Sur le plan politique, on rencontre tour à tour le populisme politique de droite et de gauche, la montée de l’extrême droite populiste et xénophobe ainsi que diverses figures charismatiques québécoises dont la popularité a bénéficié de la fragilisation de la structure sociale et de la crise, de la représentation politique : Mario Dumont, Andrée P. Boucher, ou Régis Labeaume, entre autres. L’auteur souligne aussi le balancement vers le populisme, par la pente du nationalisme identitaire, du Parti québécois et la place que prend de plus en plus, chez nous, une certaine xénophobie ainsi que la peur de l’islam et du multiculturalisme. Les pages consacrées au populisme intellectuel rappellent ensuite que si la spécialisation des savoirs et des compétences nous rend de plus en plus dépendants des experts, le populisme, lui, incite à les déconsidérer. Nous devinons le péril que cette attitude fait courir à la conversation démocratique. Les « climatosceptiques », les « complotistes » de tout poil et les intellectuels populistes en fournissent d’éloquentes illustrations.

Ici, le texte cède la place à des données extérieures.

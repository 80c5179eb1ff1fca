//! Accept loop and per-connection dispatch.

use crate::connection::{Connection, IDLE_TIMEOUT};
use crate::metrics::MetricsSink;
use crate::proxy_protocol::{self, ProxyHeader};
use crate::relay::{self, RelayStats};
use crate::routing::{Router, RoutingError};
use crate::sni::{ParsedHello, SniError};
use std::future::Future;
use std::io;
use std::net::SocketAddr;
use std::sync::Arc;
use std::time::{Duration, Instant};
use tokio::io::{AsyncRead, AsyncWrite};
use tokio::net::{TcpListener, TcpStream};
use tokio::time::timeout;
use tracing::{debug, error, info, warn};

/// Per-connection time limits.
#[derive(Debug, Clone, Copy, PartialEq, Eq)]
pub struct Timeouts {
    /// Bound on receiving enough bytes to classify the connection
    pub client_hello: Duration,
    /// Bound on every individual read and write once connected
    pub idle: Duration,
    /// Bound on dialing the backend
    pub connect: Duration,
}

impl Default for Timeouts {
    fn default() -> Self {
        Self {
            client_hello: Duration::from_secs(30),
            idle: IDLE_TIMEOUT,
            connect: Duration::from_secs(10),
        }
    }
}

#[derive(Debug, thiserror::Error)]
enum DispatchError {
    #[error("failed to parse ClientHello: {0}")]
    Parse(#[from] SniError),
    #[error(transparent)]
    Route(#[from] RoutingError),
    #[error("failed to connect to {dst}: {source}")]
    Dial {
        dst: String,
        #[source]
        source: io::Error,
    },
}

/// Shared, cheaply cloned state for handling accepted connections.
#[derive(Clone)]
pub struct ConnectionHandler {
    router: Arc<dyn Router>,
    metrics: Arc<dyn MetricsSink>,
    timeouts: Timeouts,
    reject_missing_sni: bool,
}

impl ConnectionHandler {
    pub fn new(router: Arc<dyn Router>, metrics: Arc<dyn MetricsSink>) -> Self {
        Self {
            router,
            metrics,
            timeouts: Timeouts::default(),
            reject_missing_sni: false,
        }
    }

    pub fn with_timeouts(mut self, timeouts: Timeouts) -> Self {
        self.timeouts = timeouts;
        self
    }

    /// Treat a ClientHello without `server_name` as a parse failure instead
    /// of routing it to the default destination.
    pub fn reject_missing_sni(mut self, reject: bool) -> Self {
        self.reject_missing_sni = reject;
        self
    }

    pub fn timeouts(&self) -> Timeouts {
        self.timeouts
    }

    /// Handles one accepted TCP connection until both relay directions end.
    pub async fn handle_connection(&self, socket: TcpStream, peer: SocketAddr) {
        let local = match socket.local_addr() {
            Ok(addr) => addr,
            Err(e) => {
                warn!(peer = %peer, error = %e, "Failed to read local address");
                return;
            }
        };
        self.handle_stream(socket, peer, local).await;
    }

    /// Same as [`handle_connection`](Self::handle_connection) for any byte
    /// stream; `peer` and `local` are the addresses announced in a PROXY
    /// header.
    pub async fn handle_stream<S>(&self, stream: S, peer: SocketAddr, local: SocketAddr)
    where
        S: AsyncRead + AsyncWrite,
    {
        let started = Instant::now();
        let inbound = Connection::inbound(
            stream,
            peer,
            local,
            self.metrics.clone(),
            self.timeouts.idle,
        );
        info!(peer = %peer, "New connection");

        match self.dispatch(&inbound).await {
            Ok((sni, dst, stats)) => info!(
                peer = %peer,
                sni = %sni,
                dst = %dst,
                bytes_up = stats.client_to_backend,
                bytes_down = stats.backend_to_client,
                duration_secs = started.elapsed().as_secs_f64(),
                "Connection completed"
            ),
            Err(DispatchError::Parse(e)) => {
                debug!(peer = %peer, phase = "parse", error = %e, "Dropping connection")
            }
            Err(e @ DispatchError::Route(_)) => {
                warn!(peer = %peer, phase = "route", error = %e, "Dropping connection")
            }
            Err(e @ DispatchError::Dial { .. }) => {
                warn!(peer = %peer, phase = "dial", error = %e, "Dropping connection")
            }
        }
        inbound.close();
    }

    async fn dispatch<S>(
        &self,
        inbound: &Connection<S>,
    ) -> Result<(String, String, RelayStats), DispatchError>
    where
        S: AsyncRead + AsyncWrite,
    {
        let hello = self.classify(inbound).await?;
        let decision = self.router.route(&hello)?;
        let dst = decision.destination;
        debug!(sni = hello.label(), dst = %dst, proxy = decision.use_proxy_protocol, "Routed");

        let socket = match self.dial(&dst).await {
            Ok(socket) => socket,
            Err(source) => return Err(DispatchError::Dial { dst, source }),
        };
        let outbound = Connection::outbound(
            socket,
            dst.as_str(),
            hello.label(),
            self.metrics.clone(),
            self.timeouts.idle,
        );

        let stats = self
            .forward(inbound, &outbound, decision.use_proxy_protocol)
            .await;
        Ok((hello.label().to_string(), dst, stats))
    }

    async fn dial(&self, dst: &str) -> io::Result<TcpStream> {
        match timeout(self.timeouts.connect, TcpStream::connect(dst)).await {
            Ok(result) => result,
            Err(_) => Err(io::Error::new(io::ErrorKind::TimedOut, "connect timed out")),
        }
    }

    /// Sends the PROXY header when asked to, then relays. A header that
    /// cannot be written is logged and the relay goes ahead without it.
    async fn forward<S, T>(
        &self,
        inbound: &Connection<S>,
        outbound: &Connection<T>,
        use_proxy_protocol: bool,
    ) -> RelayStats
    where
        S: AsyncRead + AsyncWrite,
        T: AsyncRead + AsyncWrite,
    {
        if use_proxy_protocol {
            if let (Some(peer), Some(local)) = (inbound.peer_addr(), inbound.local_addr()) {
                let header = ProxyHeader::new(peer, local);
                if let Err(e) = proxy_protocol::write_header(outbound, &header).await {
                    warn!(peer = %peer, error = %e, "Failed to send PROXY header");
                }
            }
        }

        relay::relay(inbound, outbound).await
    }

    /// Parses the ClientHello and reports the outcome to the metrics sink.
    async fn classify<S>(&self, inbound: &Connection<S>) -> Result<ParsedHello, SniError>
    where
        S: AsyncRead + AsyncWrite,
    {
        let started = Instant::now();
        let result = inbound
            .client_hello(self.timeouts.client_hello)
            .await
            .and_then(|hello| match hello {
                ParsedHello::NoSni if self.reject_missing_sni => Err(SniError::SniNotFound),
                hello => Ok(hello),
            });

        let label = match &result {
            Ok(hello) => hello.label(),
            Err(_) => "error",
        };
        self.metrics.sni_parsed(label, started.elapsed());
        result
    }
}

/// Accepts connections until `shutdown` resolves, handling each on its own
/// task. Accept errors are logged and accepting continues.
///
/// Connections already being relayed keep running on their own tasks
/// until they finish or the runtime shuts down.
pub async fn serve_until<F>(listener: &TcpListener, handler: ConnectionHandler, shutdown: F)
where
    F: Future<Output = ()>,
{
    tokio::pin!(shutdown);
    loop {
        tokio::select! {
            _ = &mut shutdown => {
                info!("Received shutdown signal");
                break;
            }
            result = listener.accept() => match result {
                Ok((socket, peer)) => {
                    let handler = handler.clone();
                    tokio::spawn(async move {
                        handler.handle_connection(socket, peer).await;
                    });
                }
                Err(e) => error!(error = %e, "Accept error"),
            }
        }
    }
}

À propos du populisme médiatique, enfin, l’auteur examine comment, en ces jours d’accès jamais égalé à l’information, nos médias sont travaillés par le populisme, par « le règne du quidam, du vrai monde », jusque dans le choix de leurs sujets et de leur traitement. Deux chapitres particulièrement intéressants s’attardent l’un à la « radio poubelle », l’autre à Internet et aux blogues, où le populisme sévit en conquérant de nouveaux territoires. L’essai appelle, pour finir, les intellectuels, les personnes travaillant dans les médias et les politiciens à faire œuvre de pédagogie, et donc à prendre leur place propre dans l’espace public, notamment en luttant contre la « tyrannie de l’opinion ».